In particular, the following types of information are easily found:
Employee contact details and information
DDI telephone numbers
Physical addresses of offices from which the employees are based
Details of internal email systems
DNS layout and naming convention, including domains and hostnames
Documents that reside on publicly accessible servers
Direct-dial telephone numbers are especially useful to determined attackers, who may later launch war dialing and other telephone-based attacks. It is very difficult for organizations and companies to prevent this information from being ascertained; for example, it is made freely available every time a user posts to a mailing list with his signature. To manage this risk more effectively, companies should go through public record querying exercises to ensure that the information an attacker can collect doesn't lead to a compromise.

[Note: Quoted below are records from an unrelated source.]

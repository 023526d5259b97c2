//! Length-limited prefix-code construction via the lazy/boundary
//! package-merge algorithm (Moffat et al., "A Fast and Space-Economical
//! Algorithm for Length-Limited Coding"): per-list `w`/`c`/`j` running totals
//! and a bitmask matrix recording which list produced each package, with a
//! `u64::MAX` sentinel standing in for an out-of-range frequency.

use crate::error::{Error, Result};

const MAX_DEPTH: u8 = 32;

/// Core lazy package-merge over `n > 2` non-zero frequencies, sorted
/// ascending, with `2^limit > n`. Returns one code length per input
/// frequency, in the same order.
fn package_merge_core(freqs: &[u32], limit: u8) -> Vec<u32> {
    let n = freqs.len();
    debug_assert!(n > 2);
    let limit = limit as usize;

    // Per-list scalars: w = sum of the two rightmost look-ahead chains,
    // c = count of non-package chains so far, j = total chains so far.
    let mut w = vec![0u64; limit];
    let mut c = vec![0usize; limit];
    let mut j = vec![0usize; limit];

    // One bit per list records whether chain `k` in that list is a package.
    let mut masks = vec![0u32; 2 * n - 2];
    let mut stack: Vec<usize> = Vec::with_capacity(limit);

    for l in 0..limit {
        w[l] = freqs[0] as u64 + freqs[1] as u64;
        c[l] = 2;
        j[l] = 2;
    }

    let mut l = limit - 1;
    let mut i = 2;
    while i < 2 * n - 2 {
        let freq: u64 = if c[l] < n { freqs[c[l]] as u64 } else { u64::MAX };
        let s: u64 = if l != 0 { w[l - 1] } else { 0 };

        if l == 0 || s > freq {
            // Take the next symbol.
            c[l] += 1;
            w[l] += freq;
        } else {
            // Form a package from the two rightmost chains one list down.
            w[l - 1] = 0;
            w[l] += s;
            masks[j[l]] |= 1 << l;
            stack.push(l - 1);
            stack.push(l - 1);
        }

        j[l] += 1;

        if l == limit - 1 {
            i += 1;
        }

        l = stack.pop().unwrap_or(limit - 1);
    }

    // Count active (non-package) leaves per list, from the deepest list up.
    let mut active_leaves = vec![0u32; limit];
    let mut num_to_use = 2 * n - 2;
    for lvl in (0..limit).rev() {
        let mut num_packages = 0usize;
        for k in 2..num_to_use {
            num_packages += ((masks[k] >> lvl) & 1) as usize;
        }
        active_leaves[lvl] = (num_to_use - num_packages) as u32;
        num_to_use = 2 * num_packages;
    }

    // Peel off symbols in ascending depth: deepest (longest) codes first,
    // lowest-frequency symbols first.
    let mut lengths = vec![0u32; n];
    let mut sym = 0usize;
    for lvl in 0..limit {
        let count = if lvl == 0 { active_leaves[0] } else { active_leaves[lvl] - active_leaves[lvl - 1] };
        for _ in 0..count {
            lengths[sym] = (limit - lvl) as u32;
            sym += 1;
        }
    }
    lengths
}

/// Package-merge over `n >= 1` non-zero frequencies sorted ascending.
/// Handles the `n = 1` and `n = 2` edge cases directly.
pub fn package_merge(freqs: &[u32], limit: u8) -> Result<Vec<u32>> {
    let n = freqs.len();
    if n == 0 {
        return Ok(Vec::new());
    }
    if limit > MAX_DEPTH || (1u64 << limit) <= n as u64 {
        return Err(Error::LimitExceeded { n, limit });
    }
    debug_assert!(freqs.iter().all(|&f| f > 0), "package_merge requires non-zero frequencies");
    debug_assert!(freqs.windows(2).all(|w| w[0] <= w[1]), "package_merge requires ascending frequencies");

    if n == 1 {
        return Ok(vec![1]);
    }
    if n == 2 {
        return Ok(vec![1, 1]);
    }
    Ok(package_merge_core(freqs, limit))
}

/// Package-merge over an arbitrary (unsorted, possibly-zero) frequency
/// vector. Zero-frequency symbols get `length = 0`; everything else is
/// sorted, fed to [`package_merge`], and scattered back into the original
/// index order.
pub fn package_merge_any(freqs: &[u32], limit: u8) -> Result<Vec<u32>> {
    let n = freqs.len();
    let mut indices: Vec<usize> = (0..n).collect();
    indices.sort_by(|&a, &b| freqs[a].cmp(&freqs[b]).then(a.cmp(&b)));

    let zero_count = indices.iter().take_while(|&&i| freqs[i] == 0).count();
    let mut lengths = vec![0u32; n];
    if zero_count == n {
        return Ok(lengths);
    }

    let nonzero_indices = &indices[zero_count..];
    let sorted_freqs: Vec<u32> = nonzero_indices.iter().map(|&i| freqs[i]).collect();
    let sorted_lengths = package_merge(&sorted_freqs, limit)?;

    for (k, &idx) in nonzero_indices.iter().enumerate() {
        lengths[idx] = sorted_lengths[k];
    }
    Ok(lengths)
}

Using a powerful advanced search function, Google can indirectly map networks and gather potentially useful information. The advanced search function itself is directly accessible at http://www.google.com/advanced_search?hl=en. In terms of the functionality, searches can be refined in the following ways:
Exclude pages that don't include specific words or phrases, for example
Filter results using over 30 specific languages
Search for text strings within supported file types, such as:
Adobe PDF (.pdf)
Adobe PostScript (.ps)
Microsoft Word and Rich Text Format (.doc and .rtf)
Microsoft Excel (.xls)
Microsoft PowerPoint (.ppt)
Search for a text string in specific areas of a document:
Title of the document
Body text of the document
Links within the document
Search under specific domains
Google can easily enumerate staff at the CIA, with their email addresses, telephone, and fax numbers. An example of this follows in Figure 3-1, showing a Google search launched using the search string:
+"ucia.gov" +tel +fax
The possibilities are virtually endless with Google searches, depending on the exact type of data you are trying to mine. For example, if you simply want to enumerate all the web servers Google knows under the sony.com domain, you can submit a query string such as sony site:.sony.com.
An effective security-related application of a Google search is to list misconfigured web servers with directories that can be indexed and browsed freely. Figure 3-2 displays the search results of the following string:
allintitle: "index of /" site:.redhat.com
Often enough, web directories that provide file listings contain interesting files that aren't web-related (such as Word and Excel documents). An example of this is a large bank that stored its BroadVision rollout plans (including IP addresses and administrative usernames and passwords) in an indexed /cmc_upload/ directory. An automated scanner, such as N-Stealth, can't identify the directory, but Google can crawl through following links from elsewhere on the Internet.
Netcraft (http://www.netcraft.com) is another web querying site that actively scours Internet web sites. You can use it to map web farms and networks, as well as display the operating platform of each host and details of the web services running.
Internet newsgroup searches hold similar types of information as web searches. For example, using http://groups.google.com, you can issue a query of fedworld.gov, revealing usernames, machine names, accessible public servers, and other information as depicted in Figure 3-3.
After conducting web and newsgroup searches, an initial understanding of the target networks in terms of domain names and offices should be realized. NIC and DNS querying are used next to probe further and identify Internet-based points of presence, along with details of hostnames and operating platforms used.